7- Concordo plenamente. Agora deixando o Rodrigo de parte (paz à sua alma) e mudando um pouco de assunto, voltando ao movimento hardcore em Portugal. Onde estão os grandes concertos para 400 pessoas (com NEW WINDS, X-ACTO, TIME X)? Onde estão as zines? Onde está o sacrifício pela cena? Parece que actualmente as bandas sentem-se melhor num cartaz europeu ou americano do que a tocar por cá...

Pá, é assim… FOR THE GLORY toca concertos grandes às vezes, tocamos em festivais e cenas assim, tocamos para 100 pessoas como tocamos para 400 ou 500. Pá, para nós o importante é estarmos a tocar para quem nos quer ouvir e quem quer sair de lá com alguma coisa nova. Eu sempre fiz zines, labels, distros e bandas… Agora só tenho a banda, a minha vida não dá para mais. Mas sinto saudades das zines. De facto, eu falo por FTG, nós sentimo-nos bem a tocar na realidade hardcore europeia, temos muitas bandas amigas e temos tido facilidade em marcar tours e tocar lá fora. Se queres que te diga, em Portugal não se dá o devido valor ao que se faz por cá e isso afasta as bandas de quererem tocar cá. Por exemplo, tocar em Lisboa é muito mau de momento. Uma apatia geral tomou a cena de assalto, pode ser que mude…



8 - E a que achas que se deve essa apatia?

Há uns anos atrás as cenas estavam todas juntas, porque só havia um tipo de bandas. Todas as pessoas iam aos mesmos concertos. Agora tens mil bandas, vários estilos e cada um desses estilos tem 50 seguidores que acabam por ir só aos shows desse estilo, o que por sua vez faz com que os shows dos outros percam 50 pessoas. Imagina isto por várias vertentes da cena hardcore.
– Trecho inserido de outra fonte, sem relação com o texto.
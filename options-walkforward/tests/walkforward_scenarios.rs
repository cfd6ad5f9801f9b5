//! End-to-end walk-forward scenarios over synthetic bar series.

use chrono::{Duration, NaiveDate};
use rust_decimal::prelude::ToPrimitive;
use rust_decimal::Decimal;
use rust_decimal_macros::dec;

use options_walkforward::backtest::{TradeConfig, TradeSimulator};
use options_walkforward::data::{DateWindow, InMemoryBars, OptionType, PriceBar};
use options_walkforward::indicators::IndicatorAugmenter;
use options_walkforward::report::{BacktestPeriod, BacktestResults};
use options_walkforward::signals::{SignalFrame, SignalSimulator, SubSignal};
use options_walkforward::walkforward::{run_walk_forward, WalkForwardConfig, WalkForwardRunner};
use options_walkforward::BacktestError;

fn day(n: i64) -> NaiveDate {
    NaiveDate::from_ymd_opt(2023, 1, 2).unwrap() + Duration::days(n)
}

fn bars_from_closes(closes: &[f64]) -> Vec<PriceBar> {
    closes
        .iter()
        .enumerate()
        .map(|(i, &c)| PriceBar::flat(day(i as i64), c, 1_000_000))
        .collect()
}

fn flat_bars(count: usize) -> Vec<PriceBar> {
    bars_from_closes(&vec![100.0; count])
}

/// Steady rally, a slow nine-bar slide, one sharp drop, then a 5% recovery
/// over seven bars. Only the drop bar pushes RSI under 30 and the close under
/// the lower band while the 20-bar SMA is still above the 50-bar SMA.
fn crash_and_recovery() -> Vec<f64> {
    let mut closes: Vec<f64> = (0..120).map(|i| 60.0 + 0.5 * i as f64).collect();
    let mut last = closes[119];
    for factor in [0.995; 9].into_iter().chain([0.94]) {
        last *= factor;
        closes.push(last);
    }
    let bottom = last;
    for j in 1..=7 {
        closes.push(bottom * (1.0 + 0.05 * j as f64 / 7.0));
    }
    let top = bottom * 1.05;
    closes.extend([top; 20]);
    closes
}

const CRASH_BAR: usize = 129;

fn reachable_confidence() -> WalkForwardConfig {
    let mut config = WalkForwardConfig::default();
    config.trading.min_confidence = 0.45;
    config
}

#[test]
fn flat_market_never_trades() {
    let provider = InMemoryBars::new().with_symbol("SPY", flat_bars(300));
    let runner = WalkForwardRunner::new(provider, WalkForwardConfig::default());

    let results = runner.run("SPY", day(100), day(299)).unwrap();

    assert!(!results.periods.is_empty());
    assert_eq!(results.aggregate_metrics.total_trades, 0);
    assert_eq!(results.aggregate_metrics.win_rate, 0.0);
    assert_eq!(results.aggregate_metrics.total_return, Decimal::ZERO);
    assert_eq!(results.stats.candidates, 0);
    assert_eq!(results.consistency_score, 1.0);
}

#[test]
fn crash_then_recovery_buys_one_profitable_call() {
    let closes = crash_and_recovery();
    let bars = bars_from_closes(&closes);
    let config = reachable_confidence();

    let augmented = IndicatorAugmenter::new(config.indicators.clone()).augment(&bars);
    let frames = SignalSimulator::new(config.signals.clone()).evaluate_all(&augmented);
    let simulator = TradeSimulator::new(config.trading.clone());

    let window = DateWindow::new(day(100), day(closes.len() as i64 - 1));
    let outcome = simulator.simulate_window(&augmented, &frames, window);

    assert_eq!(outcome.trades.len(), 1);
    let trade = &outcome.trades[0];
    assert_eq!(trade.entry_date, day(CRASH_BAR as i64));
    assert_eq!(trade.exit_date, day(CRASH_BAR as i64 + 7));
    assert_eq!(trade.option_type, OptionType::Call);

    let expected_strike = Decimal::from_f64_retain(closes[CRASH_BAR] * 1.02)
        .unwrap()
        .round_dp(4);
    assert_eq!(trade.strike, expected_strike);
    assert!((trade.actual_move - 0.05).abs() < 1e-9);
    assert!(trade.profit_loss > Decimal::ZERO);
    assert!(trade.direction_correct());
}

#[test]
fn crash_then_recovery_through_runner_dedups_overlap() {
    let closes = crash_and_recovery();
    let provider = InMemoryBars::new().with_symbol("SPY", bars_from_closes(&closes));
    let runner = WalkForwardRunner::new(provider, reachable_confidence());

    let results = runner.run("SPY", day(0), day(159)).unwrap();
    assert_eq!(results.periods.len(), 3);

    // The crash bar sits in the overlap of the last two test windows.
    let periods_with_trade = results
        .periods
        .iter()
        .filter(|p| !p.trades.is_empty())
        .count();
    assert_eq!(periods_with_trade, 2);

    let trades = results.all_trades();
    assert_eq!(trades.len(), 1);
    assert_eq!(trades[0].exit_date, day(CRASH_BAR as i64 + 7));
    assert_eq!(results.aggregate_metrics.total_trades, 1);
    assert!(results.aggregate_metrics.profit_factor.is_infinite());
}

#[test]
fn default_confidence_is_unreachable() {
    let closes = crash_and_recovery();
    let provider = InMemoryBars::new().with_symbol("SPY", bars_from_closes(&closes));

    let results = run_walk_forward(provider, "SPY", day(0), day(159), 90, 30, 0.8, dec!(400))
        .unwrap();
    assert_eq!(results.aggregate_metrics.total_trades, 0);
}

#[test]
fn two_hundred_day_range_yields_six_periods() {
    let provider = InMemoryBars::new().with_symbol("SPY", flat_bars(320));
    let runner = WalkForwardRunner::new(provider, WalkForwardConfig::default());

    let results = runner.run("SPY", day(100), day(299)).unwrap();

    assert_eq!(results.periods.len(), (200 - 120) / 15 + 1);
    for period in &results.periods {
        assert!(period.test_window.len_days() <= 30);
        assert!(period.test_window.end <= day(299));
    }
}

#[test]
fn range_shorter_than_one_window_yields_no_periods() {
    let provider = InMemoryBars::new().with_symbol("SPY", flat_bars(300));
    let runner = WalkForwardRunner::new(provider, WalkForwardConfig::default());

    for end in [day(100), day(150)] {
        let results = runner.run("SPY", day(100), end).unwrap();
        assert!(results.periods.is_empty());
        assert_eq!(results.aggregate_metrics.total_trades, 0);
        assert_eq!(results.consistency_score, 0.5);
        assert_eq!(results.end_date, end);
    }
}

#[test]
fn losing_period_metrics() {
    let bars = flat_bars(40);
    let mut augmented = IndicatorAugmenter::default().augment(&bars);
    // Flat closes give zero realized volatility; price with the default instead.
    for bar in augmented.iter_mut() {
        bar.indicators.volatility_20 = None;
    }
    let neutral = SubSignal {
        signal: 0.0,
        confidence: 0.3,
    };
    let bearish = SignalFrame {
        combined_signal: -0.5,
        combined_confidence: 0.6,
        technical: neutral,
        momentum: neutral,
        volatility: neutral,
        volume: neutral,
    };
    let frames = vec![bearish; bars.len()];

    let simulator = TradeSimulator::new(TradeConfig {
        min_confidence: 0.5,
        ..TradeConfig::default()
    });
    let test = DateWindow::new(day(10), day(39));
    let outcome = simulator.simulate_window(&augmented, &frames, test);
    assert!(outcome.trades.len() >= 3);
    assert!(outcome.trades.iter().all(|t| t.profit_loss < Decimal::ZERO));

    let period = BacktestPeriod::new(
        1,
        DateWindow::new(day(0), day(9)),
        test,
        outcome.trades,
        outcome.stats,
    );
    let metrics = &period.period_metrics;
    assert_eq!(metrics.profit_factor, 0.0);
    assert_eq!(metrics.max_drawdown, metrics.total_return.abs());
}

#[test]
fn indicators_and_signals_are_causal() {
    let closes = crash_and_recovery();
    let bars = bars_from_closes(&closes);
    let augmenter = IndicatorAugmenter::default();
    let signals = SignalSimulator::default();

    let full = signals.evaluate_all(&augmenter.augment(&bars));
    for i in [20, 50, 69, 119, CRASH_BAR, 140] {
        let truncated = signals.evaluate_all(&augmenter.augment(&bars[..=i]));
        assert_eq!(truncated[i], full[i], "frame changed at bar {}", i);
    }
}

#[test]
fn trades_stay_inside_test_windows() {
    let closes: Vec<f64> = (0..400)
        .map(|i| 100.0 + 10.0 * (i as f64 * 0.09).sin() + 4.0 * (i as f64 * 0.37).cos())
        .collect();
    let provider = InMemoryBars::new().with_symbol("QQQ", bars_from_closes(&closes));
    let mut config = WalkForwardConfig::default();
    config.trading.min_confidence = 0.4;
    config.trading.strength_threshold = 0.2;

    let results = WalkForwardRunner::new(provider, config)
        .run("QQQ", day(100), day(399))
        .unwrap();
    assert!(results.aggregate_metrics.total_trades > 0);

    for period in &results.periods {
        assert!(period.test_window.start > period.training_window.end);
        for trade in &period.trades {
            assert!(trade.entry_date > period.training_window.end);
            assert!(period.test_window.contains(trade.entry_date));
            assert!(period.test_window.contains(trade.exit_date));
            assert!(trade.entry_date < trade.exit_date);
            assert!(trade.contracts >= 1);
        }
        for pair in period.trades.windows(2) {
            assert!(pair[0].exit_date < pair[1].entry_date);
        }
    }

    let wins = results
        .all_trades()
        .iter()
        .filter(|t| t.profit_loss > Decimal::ZERO)
        .count();
    let profit_factor = results.aggregate_metrics.profit_factor;
    assert_eq!(profit_factor.is_infinite(), wins == results.aggregate_metrics.total_trades);
    assert!(results.aggregate_metrics.total_return.to_f64().is_some());
}

#[test]
fn results_survive_json_round_trip() {
    let closes = crash_and_recovery();
    let provider = InMemoryBars::new().with_symbol("SPY", bars_from_closes(&closes));
    let results = WalkForwardRunner::new(provider, reachable_confidence())
        .run("SPY", day(0), day(159))
        .unwrap();

    let json = results.to_json().unwrap();
    let back = BacktestResults::from_json(&json).unwrap();
    assert_eq!(back, results);
}

#[test]
fn unknown_symbol_is_data_unavailable() {
    let provider = InMemoryBars::new().with_symbol("SPY", flat_bars(300));
    let runner = WalkForwardRunner::new(provider, WalkForwardConfig::default());

    match runner.run("IWM", day(100), day(299)) {
        Err(BacktestError::DataUnavailable { symbol, .. }) => assert_eq!(symbol, "IWM"),
        other => panic!("expected DataUnavailable, got {:?}", other.map(|r| r.periods.len())),
    }
}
E também em Lisboa pensa-se muito que se tem o rei na barriga e que já se viu muita coisa, quando afinal a cena tem muito para crescer em tudo.



9 - Yah... e infelizmente já se está a tornar mais uma moda do que outra coisa qualquer... Antes era o old school porque andava aí o boom de BETTER THAN A 1000 e BATTERY, etc... Às tantas foi o new york de MADBALL e AGNOSTIC, depois vieram as metaladas com a febre dos INDECISION e EARTH CRISIS. Agora anda muito 'emo' por aí ou então aqueles rasgos mais à DILLINGER. Afinal, para ti, o que é o hardcore hoje em dia?
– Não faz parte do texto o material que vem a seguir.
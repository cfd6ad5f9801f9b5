//! Performance metrics calculator.
//!
//! Calculates trade statistics for a single test period or for the union of
//! all periods in a walk-forward run.

use rust_decimal::prelude::ToPrimitive;
use rust_decimal::Decimal;
use serde::{Deserialize, Serialize};
use statrs::statistics::Statistics;

use crate::backtest::BacktestTrade;

/// Performance metrics over a set of trades.
#[derive(Debug, Clone, PartialEq, Serialize, Deserialize)]
pub struct PerformanceMetrics {
    // Basic statistics
    pub total_trades: usize,
    pub winning_trades: usize,
    pub losing_trades: usize,
    pub win_rate: f64,

    // P&L metrics
    pub total_return: Decimal,
    pub gross_profit: Decimal,
    pub gross_loss: Decimal,
    #[serde(with = "infinite_f64")]
    pub profit_factor: f64,
    pub avg_win: Decimal,
    pub avg_loss: Decimal,
    pub largest_winner: Decimal,
    pub largest_loser: Decimal,

    // Risk metrics
    pub max_drawdown: Decimal,
    pub sharpe_ratio: f64,

    // Time metrics
    pub avg_days_held: f64,
}

impl Default for PerformanceMetrics {
    fn default() -> Self {
        Self {
            total_trades: 0,
            winning_trades: 0,
            losing_trades: 0,
            win_rate: 0.0,
            total_return: Decimal::ZERO,
            gross_profit: Decimal::ZERO,
            gross_loss: Decimal::ZERO,
            profit_factor: 0.0,
            avg_win: Decimal::ZERO,
            avg_loss: Decimal::ZERO,
            largest_winner: Decimal::ZERO,
            largest_loser: Decimal::ZERO,
            max_drawdown: Decimal::ZERO,
            sharpe_ratio: 0.0,
            avg_days_held: 0.0,
        }
    }
}

impl PerformanceMetrics {
    /// Generate a summary report.
    pub fn summary(&self) -> String {
        let profit_factor = if self.profit_factor.is_infinite() {
            "inf".to_string()
        } else {
            format!("{:.2}", self.profit_factor)
        };

        format!(
            "Trades: {} (W: {}, L: {})\n\
             Win Rate: {:.1}%\n\
             Profit Factor: {}\n\
             \n\
             Total Return: ${:.2}\n\
             Avg Winner: ${:.2}\n\
             Avg Loser: ${:.2}\n\
             Largest Win: ${:.2}\n\
             Largest Loss: ${:.2}\n\
             \n\
             Max Drawdown: ${:.2}\n\
             Sharpe Ratio: {:.2}\n\
             Avg Days Held: {:.1}",
            self.total_trades,
            self.winning_trades,
            self.losing_trades,
            self.win_rate * 100.0,
            profit_factor,
            self.total_return,
            self.avg_win,
            self.avg_loss,
            self.largest_winner,
            self.largest_loser,
            self.max_drawdown,
            self.sharpe_ratio,
            self.avg_days_held,
        )
    }
}

/// Metrics calculator.
pub struct MetricsCalculator;

impl MetricsCalculator {
    /// Calculate all metrics from trades in chronological order.
    pub fn calculate(trades: &[BacktestTrade]) -> PerformanceMetrics {
        if trades.is_empty() {
            return PerformanceMetrics::default();
        }

        // Basic counts
        let total_trades = trades.len();
        let winning_trades = trades.iter().filter(|t| t.is_winner()).count();
        let losing_trades = total_trades - winning_trades;
        let win_rate = winning_trades as f64 / total_trades as f64;

        // P&L calculations
        let total_return: Decimal = trades.iter().map(|t| t.pnl()).sum();
        let gross_profit: Decimal = trades
            .iter()
            .filter(|t| t.is_winner())
            .map(|t| t.pnl())
            .sum();
        let gross_loss: Decimal = trades
            .iter()
            .filter(|t| !t.is_winner())
            .map(|t| t.pnl())
            .sum();

        let avg_win = Self::average(gross_profit, winning_trades);
        let avg_loss = Self::average(gross_loss, losing_trades);

        let largest_winner = trades
            .iter()
            .filter(|t| t.is_winner())
            .map(|t| t.pnl())
            .max()
            .unwrap_or(Decimal::ZERO);

        let largest_loser = trades
            .iter()
            .filter(|t| !t.is_winner())
            .map(|t| t.pnl())
            .min()
            .unwrap_or(Decimal::ZERO);

        let returns: Vec<f64> = trades.iter().map(|t| t.profit_loss_pct).collect();

        PerformanceMetrics {
            total_trades,
            winning_trades,
            losing_trades,
            win_rate,
            total_return,
            gross_profit,
            gross_loss,
            profit_factor: Self::calculate_profit_factor(gross_profit, gross_loss),
            avg_win,
            avg_loss,
            largest_winner,
            largest_loser,
            max_drawdown: Self::max_drawdown(trades),
            sharpe_ratio: Self::calculate_sharpe(&returns),
            avg_days_held: trades.iter().map(|t| t.days_held as f64).sum::<f64>()
                / total_trades as f64,
        }
    }

    /// Calculate profit factor.
    ///
    /// Infinite when there are winners and no losses, 0 when nothing was won.
    pub fn calculate_profit_factor(gross_profit: Decimal, gross_loss: Decimal) -> f64 {
        if gross_profit <= Decimal::ZERO {
            return 0.0;
        }
        if gross_loss.is_zero() {
            return f64::INFINITY;
        }
        let profit = gross_profit.to_f64().unwrap_or(0.0);
        let loss = gross_loss.abs().to_f64().unwrap_or(0.0);
        profit / loss
    }

    /// Largest peak-to-trough decline of the cumulative P&L curve.
    ///
    /// The curve starts at 0 before the first trade, so a losing first trade
    /// counts as drawdown.
    pub fn max_drawdown(trades: &[BacktestTrade]) -> Decimal {
        let mut equity = Decimal::ZERO;
        let mut peak = Decimal::ZERO;
        let mut max_drawdown = Decimal::ZERO;

        for trade in trades {
            equity += trade.pnl();
            if equity > peak {
                peak = equity;
            }
            let drawdown = peak - equity;
            if drawdown > max_drawdown {
                max_drawdown = drawdown;
            }
        }

        max_drawdown
    }

    /// Per-trade Sharpe ratio: mean over population stdev of returns.
    pub fn calculate_sharpe(returns: &[f64]) -> f64 {
        if returns.is_empty() {
            return 0.0;
        }
        let std = returns.population_std_dev();
        if !std.is_finite() || std == 0.0 {
            return 0.0;
        }
        returns.mean() / std
    }

    /// How stable per-period returns are, in [0, 1].
    ///
    /// `1 - stdev / (|mean| + 1)` clamped to [0, 1]; 0.5 with fewer than
    /// two periods.
    pub fn consistency_score(period_returns: &[f64]) -> f64 {
        if period_returns.len() < 2 {
            return 0.5;
        }
        let mean = period_returns.mean();
        let std = period_returns.population_std_dev();
        if !std.is_finite() || !mean.is_finite() {
            return 0.5;
        }
        (1.0 - std / (mean.abs() + 1.0)).clamp(0.0, 1.0)
    }

    fn average(total: Decimal, count: usize) -> Decimal {
        if count == 0 {
            return Decimal::ZERO;
        }
        (total / Decimal::from(count as u64)).round_dp(4)
    }
}

/// Serializes `f64::INFINITY` as the string `"inf"`; JSON has no infinity.
mod infinite_f64 {
    use serde::{Deserialize, Deserializer, Serializer};

    const INF: &str = "inf";

    pub fn serialize<S: Serializer>(value: &f64, serializer: S) -> Result<S::Ok, S::Error> {
        if value.is_infinite() && value.is_sign_positive() {
            serializer.serialize_str(INF)
        } else {
            serializer.serialize_f64(*value)
        }
    }

    #[derive(Deserialize)]
    #[serde(untagged)]
    enum Repr {
        Number(f64),
        Text(String),
    }

    pub fn deserialize<'de, D: Deserializer<'de>>(deserializer: D) -> Result<f64, D::Error> {
        match Repr::deserialize(deserializer)? {
            Repr::Number(n) => Ok(n),
            Repr::Text(s) if s == INF => Ok(f64::INFINITY),
            Repr::Text(s) => Err(serde::de::Error::custom(format!(
                "invalid profit factor: {}",
                s
            ))),
        }
    }
}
São as pessoas, a individualidade, a forma como te apresentas no teu dia-a-dia, a vontade de entrar na vida a ganhar e de sair de cabeça erguida, quebrar as barreiras e os preconceitos, a energia, o mosh, a música, o stage dive, o mundo podre à minha volta, são tantas coisas…



10 - Para terminar... como disseste a pouco, cada vez mais há bandas estrangeiras a tocar por cá e cada vez mais temos bandas nacionais a ir lá fora... Mas cada vez menos vemos intercâmbio entre bandas nacionais; é raro veres 1 banda de Faro ir a Lisboa ou 1 banda da Guarda ir a Évora, por exemplo... O que sentes que falta no meio disto tudo para impulsionar mais as bandas que não têm tanta iniciativa para se mexer?
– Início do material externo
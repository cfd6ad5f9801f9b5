//! Validation module for historical bar data.
//!
//! This module checks bar series before a run:
//! - Date ordering and continuity
//! - Price and volume sanity

pub mod bars;

pub use bars::{BarIntegrityReport, BarIntegrityValidator, CheckResult};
Epá, tipo, FTG não se pode queixar muito porque vamos a todo o lado, desde Viana até Faro, Europa toda e etc. Eu evjo bué de bandas portuguesas a ir lá fora pá. BLACK SUNRISE, NEW WINDS, DAY OF THE DEAD, POINTING FINGER, OMITED GR, pá, cada vez há mais bandas de Portugal a ir lá for a. E começo a ver os europeus/americanos a despertarem o interesse pelo que se faz por cá. De qualquer das maneiras cá em Portugal é um meio pequeno e não tem condições para ter tanta banda e tanto concerto ao mesmo tempo, isso leva à saturação. Eu acho que mesmo assim tens grandes bandas em Portugal e tens pessoal que se dá bem uns com os outros, não se pode esperar que haja boa interacção entre toda a gente mas pelo menos no que me toca a mim, e é sobre mim que falo, acho que tocamos com várias bandas e vários estilos desde que haja boa onda nos shows.
O que sinto falta?
Salas que não discriminem as bandas por tocarem uma cena mais agressiva, sinto falta do apoio às bandas underground, sinto falta de uma sala no coração de Lisboa que seja tão boa como o RITZ CLUB para se dar shows.
Acho que é disso que sinto falta.
E como são 3h30 da manhã sinto falta de pão quente e manteiga e tal e ir para a cama, ahahaha.


Obrigado pela humildade e sinceridade Congas, felicidades para a banda.